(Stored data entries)
▼

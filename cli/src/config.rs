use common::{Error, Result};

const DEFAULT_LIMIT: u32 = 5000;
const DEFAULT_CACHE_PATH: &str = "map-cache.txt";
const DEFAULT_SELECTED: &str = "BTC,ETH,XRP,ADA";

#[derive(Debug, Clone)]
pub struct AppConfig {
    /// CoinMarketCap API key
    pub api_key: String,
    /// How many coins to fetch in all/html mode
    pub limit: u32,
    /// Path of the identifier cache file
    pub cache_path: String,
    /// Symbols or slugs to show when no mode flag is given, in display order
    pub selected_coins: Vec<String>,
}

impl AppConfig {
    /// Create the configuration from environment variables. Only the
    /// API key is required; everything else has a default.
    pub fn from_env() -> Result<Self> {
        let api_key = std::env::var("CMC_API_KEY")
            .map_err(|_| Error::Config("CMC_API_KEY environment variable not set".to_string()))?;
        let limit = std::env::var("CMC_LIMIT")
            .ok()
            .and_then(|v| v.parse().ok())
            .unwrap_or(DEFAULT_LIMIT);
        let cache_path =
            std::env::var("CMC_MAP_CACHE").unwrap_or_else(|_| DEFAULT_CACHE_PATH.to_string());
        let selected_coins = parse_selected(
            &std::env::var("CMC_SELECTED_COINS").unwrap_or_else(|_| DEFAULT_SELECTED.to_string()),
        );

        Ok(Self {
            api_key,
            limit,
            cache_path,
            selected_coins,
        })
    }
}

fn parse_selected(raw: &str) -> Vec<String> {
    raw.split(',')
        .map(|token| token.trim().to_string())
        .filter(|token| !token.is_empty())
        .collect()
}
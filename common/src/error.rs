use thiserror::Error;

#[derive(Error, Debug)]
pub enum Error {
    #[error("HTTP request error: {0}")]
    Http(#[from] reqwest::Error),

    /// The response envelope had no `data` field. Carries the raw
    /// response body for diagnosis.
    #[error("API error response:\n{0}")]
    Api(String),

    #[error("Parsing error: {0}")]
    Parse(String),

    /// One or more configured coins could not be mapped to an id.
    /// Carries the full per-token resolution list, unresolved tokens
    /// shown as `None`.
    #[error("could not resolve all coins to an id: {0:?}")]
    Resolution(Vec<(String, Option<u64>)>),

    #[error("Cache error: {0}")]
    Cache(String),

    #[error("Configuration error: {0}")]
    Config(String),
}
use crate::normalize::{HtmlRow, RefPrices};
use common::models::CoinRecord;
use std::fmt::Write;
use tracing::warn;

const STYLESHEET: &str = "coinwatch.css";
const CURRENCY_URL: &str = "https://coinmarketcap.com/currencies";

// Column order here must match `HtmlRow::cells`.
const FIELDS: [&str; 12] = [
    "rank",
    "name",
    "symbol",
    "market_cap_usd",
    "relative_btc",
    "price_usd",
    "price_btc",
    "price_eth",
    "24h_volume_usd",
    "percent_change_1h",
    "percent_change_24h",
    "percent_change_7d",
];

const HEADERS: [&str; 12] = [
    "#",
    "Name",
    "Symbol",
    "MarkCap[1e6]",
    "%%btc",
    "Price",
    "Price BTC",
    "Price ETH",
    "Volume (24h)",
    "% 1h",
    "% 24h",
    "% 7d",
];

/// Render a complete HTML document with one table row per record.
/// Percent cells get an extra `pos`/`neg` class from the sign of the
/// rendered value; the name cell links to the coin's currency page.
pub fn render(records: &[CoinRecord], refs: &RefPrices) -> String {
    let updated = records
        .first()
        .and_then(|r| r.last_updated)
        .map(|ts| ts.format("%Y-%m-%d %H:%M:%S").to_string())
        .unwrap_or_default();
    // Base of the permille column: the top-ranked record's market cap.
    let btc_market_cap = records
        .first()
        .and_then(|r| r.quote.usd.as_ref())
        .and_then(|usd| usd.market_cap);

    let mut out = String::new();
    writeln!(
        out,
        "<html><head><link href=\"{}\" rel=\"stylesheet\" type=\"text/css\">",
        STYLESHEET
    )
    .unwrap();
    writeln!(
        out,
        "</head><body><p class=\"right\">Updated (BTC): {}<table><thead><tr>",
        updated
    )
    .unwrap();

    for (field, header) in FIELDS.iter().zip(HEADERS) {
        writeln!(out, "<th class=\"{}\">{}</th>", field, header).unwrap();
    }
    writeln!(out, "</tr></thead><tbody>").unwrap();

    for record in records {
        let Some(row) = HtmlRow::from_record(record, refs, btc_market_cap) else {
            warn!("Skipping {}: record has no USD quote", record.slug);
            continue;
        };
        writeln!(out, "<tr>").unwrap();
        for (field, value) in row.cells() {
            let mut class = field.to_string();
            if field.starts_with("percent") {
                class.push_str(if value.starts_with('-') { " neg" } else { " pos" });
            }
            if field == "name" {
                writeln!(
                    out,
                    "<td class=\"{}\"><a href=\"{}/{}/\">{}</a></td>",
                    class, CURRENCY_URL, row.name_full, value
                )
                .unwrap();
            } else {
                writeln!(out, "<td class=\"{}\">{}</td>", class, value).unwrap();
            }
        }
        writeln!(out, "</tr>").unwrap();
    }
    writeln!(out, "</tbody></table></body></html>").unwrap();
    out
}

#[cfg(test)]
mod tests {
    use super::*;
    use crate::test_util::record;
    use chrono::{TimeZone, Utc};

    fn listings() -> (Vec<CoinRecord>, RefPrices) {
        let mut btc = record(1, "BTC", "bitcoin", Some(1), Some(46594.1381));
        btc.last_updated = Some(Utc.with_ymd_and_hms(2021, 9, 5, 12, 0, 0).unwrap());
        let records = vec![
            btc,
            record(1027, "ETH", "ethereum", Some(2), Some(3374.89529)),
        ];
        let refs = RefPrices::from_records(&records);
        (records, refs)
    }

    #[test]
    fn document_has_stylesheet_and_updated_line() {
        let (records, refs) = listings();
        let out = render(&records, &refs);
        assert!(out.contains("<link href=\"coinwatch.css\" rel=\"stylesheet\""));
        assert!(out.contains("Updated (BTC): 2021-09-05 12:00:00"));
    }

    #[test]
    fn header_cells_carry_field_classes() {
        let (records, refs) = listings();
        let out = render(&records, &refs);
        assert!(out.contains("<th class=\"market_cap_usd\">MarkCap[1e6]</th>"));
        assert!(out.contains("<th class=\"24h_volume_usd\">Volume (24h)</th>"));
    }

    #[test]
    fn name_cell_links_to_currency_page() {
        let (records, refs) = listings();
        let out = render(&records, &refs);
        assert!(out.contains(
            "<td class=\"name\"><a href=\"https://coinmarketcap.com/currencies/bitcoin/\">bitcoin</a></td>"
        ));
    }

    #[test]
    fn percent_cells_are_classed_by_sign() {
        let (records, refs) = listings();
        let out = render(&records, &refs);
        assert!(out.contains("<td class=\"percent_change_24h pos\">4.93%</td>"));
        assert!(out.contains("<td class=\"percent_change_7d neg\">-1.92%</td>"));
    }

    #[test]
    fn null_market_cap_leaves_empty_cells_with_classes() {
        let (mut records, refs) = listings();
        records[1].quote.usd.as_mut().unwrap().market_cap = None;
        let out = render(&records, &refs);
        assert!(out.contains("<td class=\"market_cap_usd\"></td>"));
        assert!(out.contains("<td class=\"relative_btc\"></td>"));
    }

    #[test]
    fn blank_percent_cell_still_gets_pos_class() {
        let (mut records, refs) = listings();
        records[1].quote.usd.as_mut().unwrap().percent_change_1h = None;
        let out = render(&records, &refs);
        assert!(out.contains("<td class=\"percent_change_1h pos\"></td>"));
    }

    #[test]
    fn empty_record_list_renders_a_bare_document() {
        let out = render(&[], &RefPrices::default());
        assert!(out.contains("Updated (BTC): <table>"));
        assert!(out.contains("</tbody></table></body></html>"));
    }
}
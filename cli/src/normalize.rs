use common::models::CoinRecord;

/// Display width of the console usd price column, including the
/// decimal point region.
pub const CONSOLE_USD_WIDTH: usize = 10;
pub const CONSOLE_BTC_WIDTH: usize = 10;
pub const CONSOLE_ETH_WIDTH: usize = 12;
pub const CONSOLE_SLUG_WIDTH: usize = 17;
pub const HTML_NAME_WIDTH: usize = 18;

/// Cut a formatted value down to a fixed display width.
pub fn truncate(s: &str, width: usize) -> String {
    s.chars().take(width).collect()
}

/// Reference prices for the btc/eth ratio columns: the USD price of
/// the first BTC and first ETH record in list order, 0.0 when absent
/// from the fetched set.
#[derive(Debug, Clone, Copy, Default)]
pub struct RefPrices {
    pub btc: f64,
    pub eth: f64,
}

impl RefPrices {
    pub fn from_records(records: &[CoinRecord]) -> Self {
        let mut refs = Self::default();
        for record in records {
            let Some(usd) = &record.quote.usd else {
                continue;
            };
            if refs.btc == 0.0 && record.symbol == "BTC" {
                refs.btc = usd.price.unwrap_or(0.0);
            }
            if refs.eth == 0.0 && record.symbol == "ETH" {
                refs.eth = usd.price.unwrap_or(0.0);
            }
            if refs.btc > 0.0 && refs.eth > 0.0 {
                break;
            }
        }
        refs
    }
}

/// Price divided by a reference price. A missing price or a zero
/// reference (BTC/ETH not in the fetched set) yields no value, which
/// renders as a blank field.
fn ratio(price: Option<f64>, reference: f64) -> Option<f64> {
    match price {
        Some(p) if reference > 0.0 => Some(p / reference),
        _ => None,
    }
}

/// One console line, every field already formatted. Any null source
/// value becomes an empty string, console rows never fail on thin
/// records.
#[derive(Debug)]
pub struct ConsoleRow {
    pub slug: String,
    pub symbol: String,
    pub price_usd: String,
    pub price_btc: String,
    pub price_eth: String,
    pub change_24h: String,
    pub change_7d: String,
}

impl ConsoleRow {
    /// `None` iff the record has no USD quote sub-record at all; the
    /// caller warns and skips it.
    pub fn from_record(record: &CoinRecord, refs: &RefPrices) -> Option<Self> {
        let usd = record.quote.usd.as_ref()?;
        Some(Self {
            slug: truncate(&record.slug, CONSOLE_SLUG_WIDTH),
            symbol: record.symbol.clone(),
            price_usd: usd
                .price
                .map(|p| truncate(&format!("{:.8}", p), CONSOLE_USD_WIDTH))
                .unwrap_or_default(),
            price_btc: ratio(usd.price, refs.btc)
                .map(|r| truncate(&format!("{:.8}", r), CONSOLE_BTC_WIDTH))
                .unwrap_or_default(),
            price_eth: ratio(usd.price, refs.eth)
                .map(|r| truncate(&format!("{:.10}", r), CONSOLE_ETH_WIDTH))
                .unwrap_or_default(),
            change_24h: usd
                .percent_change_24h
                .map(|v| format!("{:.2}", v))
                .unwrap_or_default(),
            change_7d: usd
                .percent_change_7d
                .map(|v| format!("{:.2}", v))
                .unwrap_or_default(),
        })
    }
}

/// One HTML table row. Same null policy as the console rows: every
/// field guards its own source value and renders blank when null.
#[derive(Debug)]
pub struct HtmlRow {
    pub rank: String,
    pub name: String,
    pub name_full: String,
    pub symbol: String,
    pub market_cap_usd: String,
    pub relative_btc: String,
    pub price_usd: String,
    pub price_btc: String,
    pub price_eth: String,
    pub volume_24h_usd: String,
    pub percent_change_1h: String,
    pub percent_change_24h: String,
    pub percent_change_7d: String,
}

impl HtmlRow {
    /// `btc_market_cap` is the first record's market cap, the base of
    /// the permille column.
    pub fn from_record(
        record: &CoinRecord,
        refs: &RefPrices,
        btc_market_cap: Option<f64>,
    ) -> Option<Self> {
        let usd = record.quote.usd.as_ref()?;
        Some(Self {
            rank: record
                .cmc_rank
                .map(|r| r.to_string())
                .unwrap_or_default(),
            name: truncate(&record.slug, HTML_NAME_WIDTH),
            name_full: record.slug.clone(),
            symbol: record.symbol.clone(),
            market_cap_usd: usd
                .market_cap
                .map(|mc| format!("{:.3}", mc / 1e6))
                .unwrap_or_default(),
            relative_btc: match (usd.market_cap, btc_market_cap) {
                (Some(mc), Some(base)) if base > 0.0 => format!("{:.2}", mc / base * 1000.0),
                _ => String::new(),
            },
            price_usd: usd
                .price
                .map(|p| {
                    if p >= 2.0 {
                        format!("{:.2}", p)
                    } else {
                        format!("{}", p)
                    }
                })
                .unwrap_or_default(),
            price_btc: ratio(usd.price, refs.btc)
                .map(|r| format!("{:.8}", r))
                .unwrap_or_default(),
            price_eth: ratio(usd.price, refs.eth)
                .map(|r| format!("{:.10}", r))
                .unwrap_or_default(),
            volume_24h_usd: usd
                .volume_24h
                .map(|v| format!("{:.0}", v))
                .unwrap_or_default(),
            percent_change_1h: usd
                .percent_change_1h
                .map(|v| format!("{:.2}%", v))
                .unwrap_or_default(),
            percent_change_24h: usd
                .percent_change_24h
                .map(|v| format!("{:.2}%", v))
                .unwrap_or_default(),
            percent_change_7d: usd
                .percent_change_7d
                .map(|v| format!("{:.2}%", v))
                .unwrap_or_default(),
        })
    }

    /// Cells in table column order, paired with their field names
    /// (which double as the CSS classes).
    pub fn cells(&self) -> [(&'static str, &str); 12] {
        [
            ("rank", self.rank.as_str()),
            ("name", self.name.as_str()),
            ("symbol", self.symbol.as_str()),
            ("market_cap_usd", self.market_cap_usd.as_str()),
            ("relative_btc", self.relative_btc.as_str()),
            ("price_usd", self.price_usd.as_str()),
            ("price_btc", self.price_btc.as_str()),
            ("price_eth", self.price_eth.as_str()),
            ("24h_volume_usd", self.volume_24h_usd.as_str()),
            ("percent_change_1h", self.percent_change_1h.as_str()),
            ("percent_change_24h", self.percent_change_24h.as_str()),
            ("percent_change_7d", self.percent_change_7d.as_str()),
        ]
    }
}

▲

WHAT NEEDS TO BE DONE ▸ What lines in the entries above hold "quote"? Copy every one.

ANSWER FOR THIS EXERCISE ▸
        .and_then(|r| r.quote.usd.as_ref())
            warn!("Skipping {}: record has no USD quote", record.slug);
        records[1].quote.usd.as_mut().unwrap().market_cap = None;
        records[1].quote.usd.as_mut().unwrap().percent_change_1h = None;
            let Some(usd) = &record.quote.usd else {
    /// `None` iff the record has no USD quote sub-record at all; the
        let usd = record.quote.usd.as_ref()?;
        let usd = record.quote.usd.as_ref()?;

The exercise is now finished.